Hell, stop programming in C++ and start using Rust! [3]
[1] http://dl.rust-lang.org/doc/tutorial-macros.html [2] http://dl.rust-lang.org/doc/0.4/rust.html#type-system [3] http://www.rust-lang.org/
You might end up in trouble if you did something like
auto v = vec(
vec(1.2, 3.4),
vec(0)
)
not sure how well other languages deal with that.C++ could also type its list initializers with some polymorphic type (similar to Haskell's Num) but didn't do so.
This is not inherent.
There are no polymorphic literals in ML, just polymorphic math operators, which is enough of a blight on the standard that OCaml discarded it and forces you to use different operators for real and integer arithmetic. And there's only one kind of string in both MLs.
Haskell's Num hierarchy is troublesome.
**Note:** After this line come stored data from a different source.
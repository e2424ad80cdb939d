use chrono::{DateTime, SecondsFormat, Utc};
use colored::Colorize;
use snipz::api::{CmdMessage, MessageLevel};
use snipz::model::Metadata;
use timeago::Formatter;
use unicode_width::{UnicodeWidthChar, UnicodeWidthStr};

const LINE_WIDTH: usize = 100;
const TIME_WIDTH: usize = 14;
const MAX_KEY_WIDTH: usize = 40;

pub(super) fn print_messages(messages: &[CmdMessage]) {
    for message in messages {
        println!("{}", colorize(message));
    }
}

/// For commands whose stdout is data (`get`, `save`).
pub(super) fn eprint_messages(messages: &[CmdMessage]) {
    for message in messages {
        eprintln!("{}", colorize(message));
    }
}

fn colorize(message: &CmdMessage) -> colored::ColoredString {
    match message.level {
        MessageLevel::Info => message.content.dimmed(),
        MessageLevel::Success => message.content.green(),
        MessageLevel::Warning => message.content.yellow(),
    }
}

pub(super) fn print_tag_changes(added: &[String], removed: &[String]) {
    for tag in added {
        println!("  {} {}", "+".green(), tag);
    }
    for tag in removed {
        println!("  {} {}", "-".red(), tag);
    }
}

pub(super) fn print_records(records: &[Metadata], verbose: bool) {
    if records.is_empty() {
        println!("No snippets found.");
        return;
    }

    let now = Utc::now();
    let key_width = records
        .iter()
        .map(|r| r.key.width())
        .max()
        .unwrap_or(0)
        .min(MAX_KEY_WIDTH);

    for record in records {
        let key = truncate_to_width(&record.key, key_width);
        let key_pad = key_width.saturating_sub(key.width());

        let tags = if record.tags.is_empty() {
            String::new()
        } else {
            format!("[{}] ", record.tags)
        };

        let fixed = key_width + 2 + tags.width() + TIME_WIDTH;
        let available = LINE_WIDTH.saturating_sub(fixed);
        let description = truncate_to_width(&record.description.replace('\n', " "), available);
        let padding = available.saturating_sub(description.width());

        let key_colored = match record.kind {
            snipz::model::SnippetType::Url => key.blue(),
            snipz::model::SnippetType::Text => key.normal(),
        };

        println!(
            "{}{}  {}{}{}{}",
            key_colored,
            " ".repeat(key_pad),
            description,
            " ".repeat(padding),
            tags.cyan(),
            format_time_ago(record.modified, now).dimmed()
        );

        if verbose {
            println!(
                "{}",
                format!(
                    "    created {}  modified {}",
                    rfc3339(record.created),
                    rfc3339(record.modified)
                )
                .dimmed()
            );
        }
    }
}

pub(super) fn print_plain(records: &[Metadata], delimiter: &str, verbose: bool) {
    for record in records {
        println!("{}", format_plain_row(record, delimiter, verbose));
    }
}

/// `key, type, tags, description` joined by `delimiter`; verbose appends
/// created and modified.
fn format_plain_row(record: &Metadata, delimiter: &str, verbose: bool) -> String {
    let mut fields = vec![
        record.key.clone(),
        record.kind.to_string(),
        record.tags.clone(),
        record.description.replace('\n', " "),
    ];
    if verbose {
        fields.push(rfc3339(record.created));
        fields.push(rfc3339(record.modified));
    }
    fields.join(delimiter)
}

fn rfc3339(timestamp: DateTime<Utc>) -> String {
    timestamp.to_rfc3339_opts(SecondsFormat::Secs, true)
}

fn truncate_to_width(s: &str, max_width: usize) -> String {
    if s.width() <= max_width {
        return s.to_string();
    }

    let mut result = String::new();
    let mut current_width = 0;
    for c in s.chars() {
        let char_width = c.width().unwrap_or(0);
        if current_width + char_width > max_width.saturating_sub(1) {
            result.push('…');
            return result;
        }
        result.push(c);
        current_width += char_width;
    }
    result
}

fn format_time_ago(timestamp: DateTime<Utc>, now: DateTime<Utc>) -> String {
    let duration = now.signed_duration_since(timestamp);
    let time_str = Formatter::new().convert(duration.to_std().unwrap_or_default());
    format!("{:>width$}", time_str, width = TIME_WIDTH)
}
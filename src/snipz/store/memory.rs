use super::MetadataStore;
use crate::error::{Result, SnipzError};
use crate::model::Metadata;
use std::collections::BTreeMap;

/// Metadata held in a map. Same contract as the SQLite store, nothing persisted.
#[derive(Debug, Default)]
pub struct InMemoryStore {
    rows: BTreeMap<String, Metadata>,
}

impl InMemoryStore {
    pub fn new() -> Self {
        Self::default()
    }

    pub fn len(&self) -> usize {
        self.rows.len()
    }

    pub fn is_empty(&self) -> bool {
        self.rows.is_empty()
    }
}

impl MetadataStore for InMemoryStore {
    fn insert(&mut self, record: &Metadata) -> Result<()> {
        if self.rows.contains_key(&record.key) {
            return Err(SnipzError::Duplicate(record.key.clone()));
        }
        self.rows.insert(record.key.clone(), record.clone());
        Ok(())
    }

    fn get(&self, key: &str) -> Result<Metadata> {
        self.rows
            .get(key)
            .cloned()
            .ok_or_else(|| SnipzError::MetadataNotFound(key.to_string()))
    }

    fn list(&self) -> Result<Vec<Metadata>> {
        let mut records: Vec<Metadata> = self.rows.values().cloned().collect();
        records.sort_by(|a, b| b.created.cmp(&a.created).then_with(|| a.key.cmp(&b.key)));
        Ok(records)
    }

    fn update(&mut self, record: &Metadata) -> Result<()> {
        let row = self
            .rows
            .get_mut(&record.key)
            .ok_or_else(|| SnipzError::MetadataNotFound(record.key.clone()))?;
        let created = row.created;
        *row = record.clone();
        row.created = created;
        Ok(())
    }

    fn delete(&mut self, key: &str) -> Result<()> {
        self.rows
            .remove(key)
            .map(|_| ())
            .ok_or_else(|| SnipzError::MetadataNotFound(key.to_string()))
    }
}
They traded usability for + with complexity for /. It's extremely unlikely that you could write a program in Haskell that does much arithmetic and have it build correctly on the first try without any manifest typing. This is one reason students of Haskell find things so confusing: type declarations are necessary at the top level simply because the extensions and complexity of modern Haskell break HM if you try using it everywhere. Also, the class system in there is not especially mathematically correct, which leads to the numerous replacement Preludes that try to do a better job but haven't caught on.
Strings are edge cases because they are not polymorphic unless you enable OverloadedStrings. Once you do, you will either replace the built-in string with something else (ByteString or Text) or find yourself in the same kind of trouble you'd be in with Num.
Let me be clear: I'm not saying that these problems are showstoppers. They're really minor annoyances once you're experienced, though they contribute to confusion for beginners. The point I'm trying to make is that you can't just drop HM into any old language and expect it to work. A greater point would perhaps be that all languages have warts simply because they're large, complex beasts (Haskell and C++ especially) and it's unproductive to point to a missing feature in one and demand some sort of perfected version of the other's.